● Exercise instructions: Below are some records. Print exactly the lines between the one holding "pub fn declared_table<'a>(&'a" and the one holding "None if self.is_renamed_away(declared)", inclusive, and nothing else.

● The data:
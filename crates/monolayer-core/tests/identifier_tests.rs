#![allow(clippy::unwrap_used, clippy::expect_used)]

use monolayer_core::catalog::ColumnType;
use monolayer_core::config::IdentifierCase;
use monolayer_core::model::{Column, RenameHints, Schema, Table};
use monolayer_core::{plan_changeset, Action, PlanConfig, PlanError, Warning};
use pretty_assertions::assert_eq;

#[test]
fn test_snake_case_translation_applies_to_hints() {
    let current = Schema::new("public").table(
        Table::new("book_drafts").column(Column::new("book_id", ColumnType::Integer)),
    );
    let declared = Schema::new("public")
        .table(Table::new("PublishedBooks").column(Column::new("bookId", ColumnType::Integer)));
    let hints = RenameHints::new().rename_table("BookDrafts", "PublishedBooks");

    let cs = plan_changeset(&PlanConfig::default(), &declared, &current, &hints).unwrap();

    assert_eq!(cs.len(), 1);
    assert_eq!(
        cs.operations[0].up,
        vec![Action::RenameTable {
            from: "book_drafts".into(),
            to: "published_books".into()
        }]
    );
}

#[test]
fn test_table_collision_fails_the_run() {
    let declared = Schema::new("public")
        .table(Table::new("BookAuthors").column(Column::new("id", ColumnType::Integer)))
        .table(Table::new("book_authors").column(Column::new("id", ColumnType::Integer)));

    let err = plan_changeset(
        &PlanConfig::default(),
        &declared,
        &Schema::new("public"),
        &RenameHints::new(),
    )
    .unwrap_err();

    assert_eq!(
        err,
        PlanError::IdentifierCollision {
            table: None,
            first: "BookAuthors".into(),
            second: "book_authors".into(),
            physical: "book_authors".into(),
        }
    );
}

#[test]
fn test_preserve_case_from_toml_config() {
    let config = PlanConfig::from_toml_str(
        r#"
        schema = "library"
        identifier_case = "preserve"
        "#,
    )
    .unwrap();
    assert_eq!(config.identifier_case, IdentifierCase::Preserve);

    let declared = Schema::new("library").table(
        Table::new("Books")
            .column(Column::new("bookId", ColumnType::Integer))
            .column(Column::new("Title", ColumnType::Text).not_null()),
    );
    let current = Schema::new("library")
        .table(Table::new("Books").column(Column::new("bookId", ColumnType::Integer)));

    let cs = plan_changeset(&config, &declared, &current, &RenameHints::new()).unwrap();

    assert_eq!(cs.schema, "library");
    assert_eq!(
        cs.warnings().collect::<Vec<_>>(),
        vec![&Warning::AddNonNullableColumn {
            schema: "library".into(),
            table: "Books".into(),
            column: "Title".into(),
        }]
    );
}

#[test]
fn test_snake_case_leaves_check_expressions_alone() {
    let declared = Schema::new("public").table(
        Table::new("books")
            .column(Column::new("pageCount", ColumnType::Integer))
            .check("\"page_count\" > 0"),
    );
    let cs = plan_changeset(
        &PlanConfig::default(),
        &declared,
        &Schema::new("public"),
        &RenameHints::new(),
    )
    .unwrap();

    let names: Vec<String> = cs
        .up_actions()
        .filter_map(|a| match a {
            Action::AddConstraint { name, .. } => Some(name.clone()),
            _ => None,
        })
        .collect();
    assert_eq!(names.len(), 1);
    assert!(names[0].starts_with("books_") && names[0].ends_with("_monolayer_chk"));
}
--
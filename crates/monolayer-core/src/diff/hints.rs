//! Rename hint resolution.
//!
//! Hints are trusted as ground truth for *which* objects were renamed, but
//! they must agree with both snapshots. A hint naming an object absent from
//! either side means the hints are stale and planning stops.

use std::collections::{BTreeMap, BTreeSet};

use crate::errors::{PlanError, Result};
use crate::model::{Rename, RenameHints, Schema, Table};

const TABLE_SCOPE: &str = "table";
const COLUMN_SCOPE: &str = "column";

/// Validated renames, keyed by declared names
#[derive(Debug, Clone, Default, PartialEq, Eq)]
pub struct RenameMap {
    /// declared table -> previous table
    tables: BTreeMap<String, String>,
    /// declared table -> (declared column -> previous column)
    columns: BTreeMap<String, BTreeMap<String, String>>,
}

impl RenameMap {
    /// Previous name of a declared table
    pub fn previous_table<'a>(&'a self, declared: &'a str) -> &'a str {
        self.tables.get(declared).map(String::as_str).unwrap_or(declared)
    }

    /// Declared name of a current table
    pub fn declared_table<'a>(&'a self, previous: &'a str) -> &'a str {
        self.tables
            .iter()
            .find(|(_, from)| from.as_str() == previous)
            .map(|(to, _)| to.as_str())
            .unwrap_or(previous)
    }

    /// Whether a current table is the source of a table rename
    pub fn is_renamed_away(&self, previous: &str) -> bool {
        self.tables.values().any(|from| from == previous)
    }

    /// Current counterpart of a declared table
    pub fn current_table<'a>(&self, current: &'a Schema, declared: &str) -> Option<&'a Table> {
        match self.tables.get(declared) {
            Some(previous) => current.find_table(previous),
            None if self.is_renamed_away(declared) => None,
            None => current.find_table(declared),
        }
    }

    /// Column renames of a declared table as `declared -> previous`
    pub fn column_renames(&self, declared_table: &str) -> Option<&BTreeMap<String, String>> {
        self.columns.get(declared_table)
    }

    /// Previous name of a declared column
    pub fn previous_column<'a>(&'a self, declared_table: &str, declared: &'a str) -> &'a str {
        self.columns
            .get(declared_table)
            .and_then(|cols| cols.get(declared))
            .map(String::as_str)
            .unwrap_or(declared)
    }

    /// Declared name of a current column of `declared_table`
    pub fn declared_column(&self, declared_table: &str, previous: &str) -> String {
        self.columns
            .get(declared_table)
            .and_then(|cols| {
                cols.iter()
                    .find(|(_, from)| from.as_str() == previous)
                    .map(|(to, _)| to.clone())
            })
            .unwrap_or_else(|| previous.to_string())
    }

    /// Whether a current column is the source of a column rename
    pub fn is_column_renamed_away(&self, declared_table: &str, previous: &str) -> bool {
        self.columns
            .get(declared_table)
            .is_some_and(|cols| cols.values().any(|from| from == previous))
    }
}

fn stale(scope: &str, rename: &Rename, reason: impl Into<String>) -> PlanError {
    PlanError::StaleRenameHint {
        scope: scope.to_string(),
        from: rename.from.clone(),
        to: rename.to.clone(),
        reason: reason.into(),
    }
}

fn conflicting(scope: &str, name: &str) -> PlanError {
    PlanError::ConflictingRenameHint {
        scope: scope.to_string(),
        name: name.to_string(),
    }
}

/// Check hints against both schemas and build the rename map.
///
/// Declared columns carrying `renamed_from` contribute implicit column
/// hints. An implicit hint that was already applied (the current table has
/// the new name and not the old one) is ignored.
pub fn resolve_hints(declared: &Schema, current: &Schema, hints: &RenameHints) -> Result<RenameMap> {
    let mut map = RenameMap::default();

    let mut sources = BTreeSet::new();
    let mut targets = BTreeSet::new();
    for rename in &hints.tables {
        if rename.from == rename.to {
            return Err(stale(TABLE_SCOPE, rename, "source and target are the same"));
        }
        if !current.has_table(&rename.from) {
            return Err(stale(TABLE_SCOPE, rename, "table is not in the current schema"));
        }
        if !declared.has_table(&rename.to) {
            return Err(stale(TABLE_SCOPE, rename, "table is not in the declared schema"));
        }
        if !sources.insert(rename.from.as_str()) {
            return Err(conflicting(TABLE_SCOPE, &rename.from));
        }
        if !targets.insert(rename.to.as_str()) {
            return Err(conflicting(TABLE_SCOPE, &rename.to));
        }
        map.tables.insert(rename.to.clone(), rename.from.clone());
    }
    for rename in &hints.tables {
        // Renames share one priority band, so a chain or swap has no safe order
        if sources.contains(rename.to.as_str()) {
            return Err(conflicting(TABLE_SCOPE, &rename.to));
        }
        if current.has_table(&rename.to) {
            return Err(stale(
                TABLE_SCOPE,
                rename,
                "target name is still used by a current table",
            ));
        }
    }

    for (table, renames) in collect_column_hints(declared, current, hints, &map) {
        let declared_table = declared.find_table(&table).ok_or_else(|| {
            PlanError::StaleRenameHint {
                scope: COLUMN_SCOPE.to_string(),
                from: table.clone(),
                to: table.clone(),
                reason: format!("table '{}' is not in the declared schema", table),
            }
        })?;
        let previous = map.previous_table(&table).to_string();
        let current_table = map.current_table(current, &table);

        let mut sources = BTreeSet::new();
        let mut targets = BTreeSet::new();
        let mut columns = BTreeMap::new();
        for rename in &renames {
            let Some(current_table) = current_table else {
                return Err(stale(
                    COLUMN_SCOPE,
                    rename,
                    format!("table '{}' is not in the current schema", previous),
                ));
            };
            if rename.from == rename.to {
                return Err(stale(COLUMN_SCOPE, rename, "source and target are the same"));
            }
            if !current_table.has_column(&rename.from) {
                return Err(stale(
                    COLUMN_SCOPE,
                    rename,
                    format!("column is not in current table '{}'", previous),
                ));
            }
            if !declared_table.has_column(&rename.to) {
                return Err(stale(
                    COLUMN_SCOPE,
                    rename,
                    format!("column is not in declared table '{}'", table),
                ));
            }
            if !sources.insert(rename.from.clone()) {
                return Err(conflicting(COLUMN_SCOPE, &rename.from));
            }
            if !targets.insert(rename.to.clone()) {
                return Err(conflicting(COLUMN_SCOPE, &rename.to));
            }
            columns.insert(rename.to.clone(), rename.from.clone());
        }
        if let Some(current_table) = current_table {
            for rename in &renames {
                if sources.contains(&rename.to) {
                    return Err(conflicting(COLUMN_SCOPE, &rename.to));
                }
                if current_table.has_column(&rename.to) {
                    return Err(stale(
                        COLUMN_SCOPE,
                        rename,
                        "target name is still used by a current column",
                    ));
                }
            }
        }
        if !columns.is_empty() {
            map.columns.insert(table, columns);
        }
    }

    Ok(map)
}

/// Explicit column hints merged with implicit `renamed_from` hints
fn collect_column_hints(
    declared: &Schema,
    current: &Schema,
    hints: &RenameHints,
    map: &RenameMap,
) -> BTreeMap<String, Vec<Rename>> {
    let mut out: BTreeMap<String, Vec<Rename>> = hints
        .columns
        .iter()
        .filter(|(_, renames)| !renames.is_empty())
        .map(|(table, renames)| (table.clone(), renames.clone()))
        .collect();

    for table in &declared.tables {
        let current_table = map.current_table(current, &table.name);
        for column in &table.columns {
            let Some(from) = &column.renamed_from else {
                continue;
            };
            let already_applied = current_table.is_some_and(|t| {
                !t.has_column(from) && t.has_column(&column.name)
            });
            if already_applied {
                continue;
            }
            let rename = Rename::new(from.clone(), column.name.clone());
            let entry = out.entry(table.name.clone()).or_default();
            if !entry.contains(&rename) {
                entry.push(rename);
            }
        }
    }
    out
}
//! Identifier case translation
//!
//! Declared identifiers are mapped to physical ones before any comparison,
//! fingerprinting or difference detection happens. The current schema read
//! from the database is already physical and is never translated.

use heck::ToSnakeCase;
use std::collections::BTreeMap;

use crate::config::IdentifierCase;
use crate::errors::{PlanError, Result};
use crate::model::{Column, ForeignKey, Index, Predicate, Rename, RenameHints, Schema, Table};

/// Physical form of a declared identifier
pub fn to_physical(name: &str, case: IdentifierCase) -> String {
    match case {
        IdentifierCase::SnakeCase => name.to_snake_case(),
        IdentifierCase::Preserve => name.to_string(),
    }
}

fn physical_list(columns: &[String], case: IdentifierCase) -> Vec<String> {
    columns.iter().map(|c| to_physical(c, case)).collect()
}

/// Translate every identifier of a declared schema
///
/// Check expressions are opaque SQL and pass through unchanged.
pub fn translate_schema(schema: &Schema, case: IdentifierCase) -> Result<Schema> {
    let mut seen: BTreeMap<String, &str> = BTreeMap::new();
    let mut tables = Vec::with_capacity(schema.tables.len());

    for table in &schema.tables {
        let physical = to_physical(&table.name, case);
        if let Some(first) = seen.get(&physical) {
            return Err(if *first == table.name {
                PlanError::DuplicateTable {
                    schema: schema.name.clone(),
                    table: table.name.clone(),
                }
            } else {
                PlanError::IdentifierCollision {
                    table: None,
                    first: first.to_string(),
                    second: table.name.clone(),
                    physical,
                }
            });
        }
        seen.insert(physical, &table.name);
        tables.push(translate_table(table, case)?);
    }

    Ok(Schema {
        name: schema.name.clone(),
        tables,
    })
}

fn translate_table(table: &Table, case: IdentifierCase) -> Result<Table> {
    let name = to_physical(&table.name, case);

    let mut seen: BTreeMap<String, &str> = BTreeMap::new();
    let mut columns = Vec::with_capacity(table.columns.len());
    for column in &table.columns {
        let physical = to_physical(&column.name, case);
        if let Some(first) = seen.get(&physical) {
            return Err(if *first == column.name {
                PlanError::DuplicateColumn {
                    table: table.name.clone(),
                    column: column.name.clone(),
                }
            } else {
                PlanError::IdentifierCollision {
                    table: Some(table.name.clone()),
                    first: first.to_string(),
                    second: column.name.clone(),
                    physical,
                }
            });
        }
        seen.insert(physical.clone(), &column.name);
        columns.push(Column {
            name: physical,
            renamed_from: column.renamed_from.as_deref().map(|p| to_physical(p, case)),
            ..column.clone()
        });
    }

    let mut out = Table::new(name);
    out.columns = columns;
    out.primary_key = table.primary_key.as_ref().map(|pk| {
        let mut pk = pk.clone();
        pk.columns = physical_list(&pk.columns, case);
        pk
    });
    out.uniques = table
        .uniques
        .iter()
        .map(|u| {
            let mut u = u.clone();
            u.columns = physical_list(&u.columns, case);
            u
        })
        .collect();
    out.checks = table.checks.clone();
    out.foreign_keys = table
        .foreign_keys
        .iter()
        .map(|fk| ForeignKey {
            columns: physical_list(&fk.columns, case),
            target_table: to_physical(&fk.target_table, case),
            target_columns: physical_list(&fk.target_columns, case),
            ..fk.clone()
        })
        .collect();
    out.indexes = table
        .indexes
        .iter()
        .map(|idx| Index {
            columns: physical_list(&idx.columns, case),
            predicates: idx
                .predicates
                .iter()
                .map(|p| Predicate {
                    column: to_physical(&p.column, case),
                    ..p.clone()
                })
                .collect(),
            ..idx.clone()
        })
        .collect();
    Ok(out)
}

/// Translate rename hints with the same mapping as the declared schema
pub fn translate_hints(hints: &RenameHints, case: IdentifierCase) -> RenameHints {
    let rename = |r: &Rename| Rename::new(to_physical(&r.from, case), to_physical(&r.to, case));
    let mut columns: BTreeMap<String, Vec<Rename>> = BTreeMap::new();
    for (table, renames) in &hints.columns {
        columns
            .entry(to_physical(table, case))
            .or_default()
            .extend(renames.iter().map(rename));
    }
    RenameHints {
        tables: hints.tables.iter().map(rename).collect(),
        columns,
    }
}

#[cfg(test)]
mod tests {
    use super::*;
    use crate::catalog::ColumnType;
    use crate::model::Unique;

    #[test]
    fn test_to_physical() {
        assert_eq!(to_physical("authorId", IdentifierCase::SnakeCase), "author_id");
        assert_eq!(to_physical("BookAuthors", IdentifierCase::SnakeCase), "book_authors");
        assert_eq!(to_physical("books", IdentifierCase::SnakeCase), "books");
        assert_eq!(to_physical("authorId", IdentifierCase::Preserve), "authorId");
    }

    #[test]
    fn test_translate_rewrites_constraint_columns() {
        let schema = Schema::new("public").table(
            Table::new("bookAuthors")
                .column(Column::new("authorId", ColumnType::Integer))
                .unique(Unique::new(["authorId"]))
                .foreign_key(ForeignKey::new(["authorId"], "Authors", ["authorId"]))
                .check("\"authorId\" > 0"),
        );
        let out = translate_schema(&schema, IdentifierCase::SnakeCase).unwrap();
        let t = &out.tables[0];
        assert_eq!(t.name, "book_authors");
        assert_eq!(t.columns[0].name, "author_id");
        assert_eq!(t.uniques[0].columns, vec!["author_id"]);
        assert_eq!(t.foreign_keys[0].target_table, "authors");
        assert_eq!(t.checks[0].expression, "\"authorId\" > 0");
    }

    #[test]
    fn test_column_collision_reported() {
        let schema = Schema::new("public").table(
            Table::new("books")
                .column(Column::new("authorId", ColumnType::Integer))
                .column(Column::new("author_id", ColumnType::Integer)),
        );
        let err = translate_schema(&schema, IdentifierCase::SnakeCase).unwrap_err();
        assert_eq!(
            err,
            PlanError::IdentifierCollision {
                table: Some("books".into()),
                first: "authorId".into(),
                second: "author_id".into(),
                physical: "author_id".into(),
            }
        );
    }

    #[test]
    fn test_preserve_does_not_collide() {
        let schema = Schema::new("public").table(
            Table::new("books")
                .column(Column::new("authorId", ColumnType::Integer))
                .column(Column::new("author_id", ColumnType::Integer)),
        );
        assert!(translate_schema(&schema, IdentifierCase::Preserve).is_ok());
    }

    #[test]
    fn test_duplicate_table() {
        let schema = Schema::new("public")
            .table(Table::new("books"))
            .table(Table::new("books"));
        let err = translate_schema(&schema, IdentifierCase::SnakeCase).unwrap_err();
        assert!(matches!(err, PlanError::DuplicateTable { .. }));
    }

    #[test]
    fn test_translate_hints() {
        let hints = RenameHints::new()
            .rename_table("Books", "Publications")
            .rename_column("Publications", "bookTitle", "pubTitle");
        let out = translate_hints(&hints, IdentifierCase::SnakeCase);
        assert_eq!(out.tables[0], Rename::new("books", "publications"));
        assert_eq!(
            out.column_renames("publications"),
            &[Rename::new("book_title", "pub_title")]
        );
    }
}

● Your response:
    pub fn declared_table<'a>(&'a self, previous: &'a str) -> &'a str {
        self.tables
            .iter()
            .find(|(_, from)| from.as_str() == previous)
            .map(|(to, _)| to.as_str())
            .unwrap_or(previous)
    }

    /// Whether a current table is the source of a table rename
    pub fn is_renamed_away(&self, previous: &str) -> bool {
        self.tables.values().any(|from| from == previous)
    }

    /// Current counterpart of a declared table
    pub fn current_table<'a>(&self, current: &'a Schema, declared: &str) -> Option<&'a Table> {
        match self.tables.get(declared) {
            Some(previous) => current.find_table(previous),
            None if self.is_renamed_away(declared) => None,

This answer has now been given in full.